I laid in the hotel room and didn't sleep. It reminded me of something that I didn't want to even think about. Before I received my referral for Lily, I received another referral and we had to turn it down. I didn't sleep that night either and I was doing the "should we, shouldn't we" thing. Before Lily, we had been given a referral of a baby, which was not written into our home study, nor did we want to start over with a baby, not to mention she would have needed surgery immediately upon coming home to the States. It was a horrible experience and I begged God to not ever put me through that again. 

And here I was with a gut feeling I was about to go through this again. The next day Shane and I were in the church conference when his Ipad notified him of an email...my agency worker's email finally came through. Shane opened it and there staring back at me was a little girl who looked like Lily. The tears started and I didn't want to read her file, because I knew. I just wanted to look at the pictures. I left the meeting and sat in the foyer and read her file. What's odd is, when I read her name I knew she wasn't the one. I don't know why. Sounds crazy, I know. I knew after reading her file 5 times that this would not work. She doesn't even really have a diagnoses...just a label they slapped on her. She can't walk, can't sit up without tipping over, and needs help sometimes with feeding herself, and she's almost 5. But they haven't done a CT scan of her brain or anything. It's not labeled cerebral palsy or anything, it's just delays. Her medical file just has way too many unknowns.
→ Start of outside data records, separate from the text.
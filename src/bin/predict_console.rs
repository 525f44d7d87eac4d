// src/bin/predict_console.rs
//
// Interactive check of a trained model: type a review, see the label.

use anyhow::Context;
use clap::Parser;
use review_sentiment::infra::config;
use review_sentiment::SentimentModel;
use std::io::{self, BufRead, Write};
use std::path::PathBuf;

#[derive(Parser, Debug)]
#[command(about = "Classify restaurant reviews typed on stdin")]
struct Args {
    /// Serialized classifier
    #[arg(long, env = "SENTIMENT_MODEL_PATH", default_value = config::DEFAULT_MODEL_PATH)]
    model: PathBuf,

    /// Serialized TF-IDF vectorizer
    #[arg(long, env = "TFIDF_VECTORIZER_PATH", default_value = config::DEFAULT_VECTORIZER_PATH)]
    vectorizer: PathBuf,
}

fn main() -> anyhow::Result<()> {
    dotenv::dotenv().ok();
    let args = Args::parse();

    let model = SentimentModel::load(&args.model, &args.vectorizer)?;
    println!("Model loaded successfully!");

    let stdin = io::stdin();
    let mut lines = stdin.lock().lines();
    loop {
        print!("\nEnter a restaurant review (or type 'exit'): ");
        io::stdout().flush().context("Failed to flush stdout")?;

        let Some(line) = lines.next() else {
            break;
        };
        let review = line.context("Failed to read from stdin")?;
        if review.trim().eq_ignore_ascii_case("exit") {
            break;
        }

        let label = model.predict_label(&review.to_lowercase());
        println!("Predicted Sentiment: {}", label);
    }
    Ok(())
}
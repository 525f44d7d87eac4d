pub mod app;
pub mod crypto;
pub mod domain;
pub mod error;
pub mod infra;
pub mod ml;
pub mod storage;
pub mod transport;

// Convenience re-exports (keeps call-sites clean)
pub use app::ReviewService;
pub use crypto::hashing::artifact_fingerprint;
pub use domain::model::{Review, Sentiment};
pub use error::AppError;
pub use ml::{Prediction, SentimentModel};
pub use storage::JsonStore;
What I don't understand is that I am logged in to China's system. When you are logged in, you can request a child with milder special needs...this little girl is clearly a special focus child...there isn't even enough medical info on her to help someone make an educated decision.

So I had to say no. 

And it hurt. 

And I fell in love with that face.

So now I have to wait until next month for a referral. When I initially asked how long it would take for her referral the answer I received back was, "just a few weeks." That was way more than a few weeks ago, and now will be longer.

I know that our little girl will be worth the wait.
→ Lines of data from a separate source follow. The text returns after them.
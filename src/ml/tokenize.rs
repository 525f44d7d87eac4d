//! Text analysis shared by training and prediction.
//!
//! Text is lowercased, split into runs of word characters, filtered against an
//! English stop-word list and expanded into space-joined n-grams.

use std::collections::HashSet;
use std::sync::LazyLock;

/// Minimum token length in characters.
const MIN_TOKEN_CHARS: usize = 2;

#[rustfmt::skip]
const ENGLISH_STOP_WORDS: &[&str] = &[
    "a", "about", "above", "across", "after", "afterwards", "again", "against",
    "all", "almost", "alone", "along", "already", "also", "although", "always",
    "am", "among", "amongst", "amoungst", "amount", "an", "and", "another",
    "any", "anyhow", "anyone", "anything", "anyway", "anywhere", "are",
    "around", "as", "at", "back", "be", "became", "because", "become",
    "becomes", "becoming", "been", "before", "beforehand", "behind", "being",
    "below", "beside", "besides", "between", "beyond", "bill", "both",
    "bottom", "but", "by", "call", "can", "cannot", "cant", "co", "con",
    "could", "couldnt", "cry", "de", "describe", "detail", "do", "done",
    "down", "due", "during", "each", "eg", "eight", "either", "eleven", "else",
    "elsewhere", "empty", "enough", "etc", "even", "ever", "every", "everyone",
    "everything", "everywhere", "except", "few", "fifteen", "fifty", "fill",
    "find", "fire", "first", "five", "for", "former", "formerly", "forty",
    "found", "four", "from", "front", "full", "further", "get", "give", "go",
    "had", "has", "hasnt", "have", "he", "hence", "her", "here", "hereafter",
    "hereby", "herein", "hereupon", "hers", "herself", "him", "himself", "his",
    "how", "however", "hundred", "i", "ie", "if", "in", "inc", "indeed",
    "interest", "into", "is", "it", "its", "itself", "keep", "last", "latter",
    "latterly", "least", "less", "ltd", "made", "many", "may", "me",
    "meanwhile", "might", "mill", "mine", "more", "moreover", "most", "mostly",
    "move", "much", "must", "my", "myself", "name", "namely", "neither",
    "never", "nevertheless", "next", "nine", "no", "nobody", "none", "noone",
    "nor", "not", "nothing", "now", "nowhere", "of", "off", "often", "on",
    "once", "one", "only", "onto", "or", "other", "others", "otherwise", "our",
    "ours", "ourselves", "out", "over", "own", "part", "per", "perhaps",
    "please", "put", "rather", "re", "same", "see", "seem", "seemed",
    "seeming", "seems", "serious", "several", "she", "should", "show", "side",
    "since", "sincere", "six", "sixty", "so", "some", "somehow", "someone",
    "something", "sometime", "sometimes", "somewhere", "still", "such",
    "system", "take", "ten", "than", "that", "the", "their", "them",
    "themselves", "then", "thence", "there", "thereafter", "thereby",
    "therefore", "therein", "thereupon", "these", "they", "thick", "thin",
    "third", "this", "those", "though", "three", "through", "throughout",
    "thru", "thus", "to", "together", "too", "top", "toward", "towards",
    "twelve", "twenty", "two", "un", "under", "until", "up", "upon", "us",
    "very", "via", "was", "we", "well", "were", "what", "whatever", "when",
    "whence", "whenever", "where", "whereafter", "whereas", "whereby",
    "wherein", "whereupon", "wherever", "whether", "which", "while", "whither",
    "who", "whoever", "whole", "whom", "whose", "why", "will", "with",
    "within", "without", "would", "yet", "you", "your", "yours", "yourself",
    "yourselves",
];

static STOP_WORDS: LazyLock<HashSet<&'static str>> =
    LazyLock::new(|| ENGLISH_STOP_WORDS.iter().copied().collect());

pub fn is_stop_word(token: &str) -> bool {
    STOP_WORDS.contains(token)
}

/// Splits lowercased text into word tokens of at least two characters.
pub fn tokenize(text: &str) -> Vec<String> {
    text.to_lowercase()
        .split(|c: char| !(c.is_alphanumeric() || c == '_'))
        .filter(|t| t.chars().count() >= MIN_TOKEN_CHARS)
        .map(str::to_string)
        .collect()
}

/// Produces the n-grams for `text` in document order.
///
/// Stop words are dropped before n-grams are formed, so a bigram may join two
/// words that were separated by a stop word in the raw text.
pub fn analyze(text: &str, ngram_range: (usize, usize), stop_words: bool) -> Vec<String> {
    let tokens: Vec<String> = tokenize(text)
        .into_iter()
        .filter(|t| !stop_words || !is_stop_word(t))
        .collect();

    let (min_n, max_n) = ngram_range;
    let min_n = min_n.max(1);
    let mut grams = Vec::with_capacity(tokens.len() * (max_n.saturating_sub(min_n) + 1));
    for n in min_n..=max_n {
        if n > tokens.len() {
            break;
        }
        for window in tokens.windows(n) {
            grams.push(window.join(" "));
        }
    }
    grams
}
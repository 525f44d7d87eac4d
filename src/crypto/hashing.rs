// Content hashing for the serialized model artifacts.

use sha2::{Digest, Sha256};

// Domain separation so the two artifacts cannot be swapped without changing the digest.
const VECTORIZER_DOMAIN: &[u8] = b"TFIDFVEC";
const CLASSIFIER_DOMAIN: &[u8] = b"LINSVC";

/// Hashes both artifact byte streams into one hex-encoded SHA-256 digest.
///
/// The digest identifies the model pair that a server has loaded, so two
/// processes report the same fingerprint only when they predict identically.
pub fn artifact_fingerprint(vectorizer: &[u8], classifier: &[u8]) -> String {
    let mut hasher = Sha256::new();
    hasher.update(VECTORIZER_DOMAIN);
    hasher.update((vectorizer.len() as u64).to_be_bytes());
    hasher.update(vectorizer);
    hasher.update(CLASSIFIER_DOMAIN);
    hasher.update((classifier.len() as u64).to_be_bytes());
    hasher.update(classifier);
    hex::encode(hasher.finalize())
}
But oh, how I hate waiting. 

Waiting - not my greatest strength. 

So, once again, I'm trusting in God's timing, trusting in Him. 

He's the one who ultimately does the matching anyway. 
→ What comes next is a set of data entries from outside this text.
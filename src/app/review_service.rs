//! The review service.
//!
//! This module sits between the HTTP layer and the datastore. It is
//! responsible for:
//! 1.  Classifying review text with the loaded sentiment model.
//! 2.  Validating submissions and turning them into stored `Review` records.
//! 3.  Answering the aggregate queries from the current review set.

use crate::app::analytics;
use crate::domain::model::{
    Analytics, CategoryBreakdown, NewReview, RestaurantWithSummary, Review, SentimentTrend,
};
use crate::error::AppError;
use crate::ml::{Prediction, SentimentModel};
use crate::storage::JsonStore;
use chrono::Local;
use std::sync::Arc;
use tracing::info;
use uuid::Uuid;

pub struct ReviewService {
    store: JsonStore,
    model: Arc<SentimentModel>,
}

fn required<T>(value: Option<T>, field: &str) -> Result<T, AppError> {
    value.ok_or_else(|| AppError::Validation(format!("{} is required", field)))
}

impl ReviewService {
    pub fn new(store: JsonStore, model: Arc<SentimentModel>) -> Self {
        Self { store, model }
    }

    pub fn model(&self) -> &SentimentModel {
        &self.model
    }

    pub fn predict(&self, text: &str) -> Result<Prediction, AppError> {
        if text.is_empty() {
            return Err(AppError::Validation("Text is required".to_string()));
        }
        Ok(self.model.predict(text))
    }

    pub async fn list_reviews(&self) -> Result<Vec<Review>, AppError> {
        Ok(self.store.load().await?.reviews)
    }

    pub async fn reviews_for_restaurant(&self, name: &str) -> Result<Vec<Review>, AppError> {
        let doc = self.store.load().await?;
        Ok(doc
            .reviews
            .into_iter()
            .filter(|r| r.restaurant_name == name)
            .collect())
    }

    /// Validates, classifies and appends a new review, returning the stored record.
    pub async fn add_review(&self, new: NewReview) -> Result<Review, AppError> {
        let customer_name = required(new.customer_name, "customerName")?;
        let restaurant_name = required(new.restaurant_name, "restaurantName")?;
        let rating = required(new.rating, "rating")?;
        let text = required(new.text, "text")?;
        let category = required(new.category, "category")?;

        let prediction = self.model.predict(&text);
        let review = Review {
            id: Uuid::new_v4().to_string(),
            customer_name,
            restaurant_name,
            rating,
            text,
            sentiment: prediction.sentiment,
            sentiment_score: prediction.sentiment_score,
            date: Local::now().date_naive(),
            category,
        };

        self.store.append_review(review.clone()).await?;
        info!(
            id = %review.id,
            restaurant = %review.restaurant_name,
            sentiment = %review.sentiment,
            "review stored"
        );
        Ok(review)
    }

    pub async fn restaurants(&self) -> Result<Vec<RestaurantWithSummary>, AppError> {
        let doc = self.store.load().await?;
        Ok(analytics::restaurant_summaries(&doc.restaurants, &doc.reviews))
    }

    pub async fn analytics(&self) -> Result<Analytics, AppError> {
        Ok(analytics::overall(&self.store.load().await?.reviews))
    }

    pub async fn sentiment_trend(&self) -> Result<Vec<SentimentTrend>, AppError> {
        Ok(analytics::sentiment_trend(&self.store.load().await?.reviews))
    }

    pub async fn category_breakdown(&self) -> Result<Vec<CategoryBreakdown>, AppError> {
        Ok(analytics::category_breakdown(&self.store.load().await?.reviews))
    }
}
use crate::domain::model::{NewReview, Review};
use crate::error::AppError;
use crate::transport::http::types::{json_body, AppState};
use axum::extract::rejection::JsonRejection;
use axum::extract::{Path, State};
use axum::http::StatusCode;
use axum::Json;

#[utoipa::path(
    get,
    path = "/api/reviews",
    responses(
        (status = 200, description = "All stored reviews in insertion order", body = [Review]),
        (status = 500, description = "Datastore unreadable", body = crate::error::ErrorResponse)
    )
)]
pub async fn list_reviews_handler(
    State(state): State<AppState>,
) -> Result<Json<Vec<Review>>, AppError> {
    Ok(Json(state.service.list_reviews().await?))
}

#[utoipa::path(
    get,
    path = "/api/reviews/{restaurant_name}",
    params(
        ("restaurant_name" = String, Path, description = "Exact restaurant name (e.g. Spice Route)")
    ),
    responses(
        (status = 200, description = "Reviews for the restaurant, possibly empty", body = [Review]),
        (status = 500, description = "Datastore unreadable", body = crate::error::ErrorResponse)
    )
)]
pub async fn restaurant_reviews_handler(
    State(state): State<AppState>,
    Path(restaurant_name): Path<String>,
) -> Result<Json<Vec<Review>>, AppError> {
    Ok(Json(
        state.service.reviews_for_restaurant(&restaurant_name).await?,
    ))
}

#[utoipa::path(
    post,
    path = "/api/reviews",
    request_body = NewReview,
    responses(
        (status = 201, description = "Review classified and stored", body = Review),
        (status = 400, description = "Missing field or invalid JSON body", body = crate::error::ErrorResponse),
        (status = 500, description = "Internal server error", body = crate::error::ErrorResponse)
    )
)]
pub async fn add_review_handler(
    State(state): State<AppState>,
    request: Result<Json<NewReview>, JsonRejection>,
) -> Result<(StatusCode, Json<Review>), AppError> {
    let new = json_body(request)?;
    let review = state.service.add_review(new).await?;
    Ok((StatusCode::CREATED, Json(review)))
}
1 Peter 5:7 Cast all your care upon Him because He cares for you.

Thursday, August 1, 2013

Waiting For A Referral

Adoption can be summed up in one word: 

Waiting.

Some people may say money, some may have a hundred other words, but the waiting is the most difficult part for me. I get my part done and then sit and watch time go by at a snails pace waiting for people to do their job.

I never understood how (or why) people searched waiting child lists to find their little ones. Now I get it. With our last adoptions I waited for my agency to send me our referrals, because I didn't know there was any other way.

Now that I know that I can take this time to look on my own, I'm doing it. If my daughter is not on the lists, fine, but now I've found a couple little girls I'd like to advocate for.

And maybe in this time my agency will have found a match for us, but until then, I'm looking, because patience isn't one of my strong points...at all. ;)

And my photography class is wrapping up. I knew going into it that this was going to be hard trying to find time to do this because of summer, but I'm glad I did it. 

I also knew it was going to be a tremendous challenge for me because most of the ladies in the class have photoshop and edit their pictures. Some of their pictures are UNBELIEVABLE!! The teacher had me convinced half way through to get photoshop so I did. I have about 10 tutorials from her that I need to go through. I know that's the next step in taking pictures of my littles...I just need the TIME!!!! When school starts will be a great time to brush up on it.

Not to mention, I'll have a little bit of peace and quiet. ;)

This was from last weeks lesson - backlighting.




This wasn't from a lesson, just Lily looking off, sitting by the wall at the lake. I wonder what she was thinking...probably malls and shoes and clothes...just like me!



Prayerfully soon I will have a referral...either from my agency or by my own doing!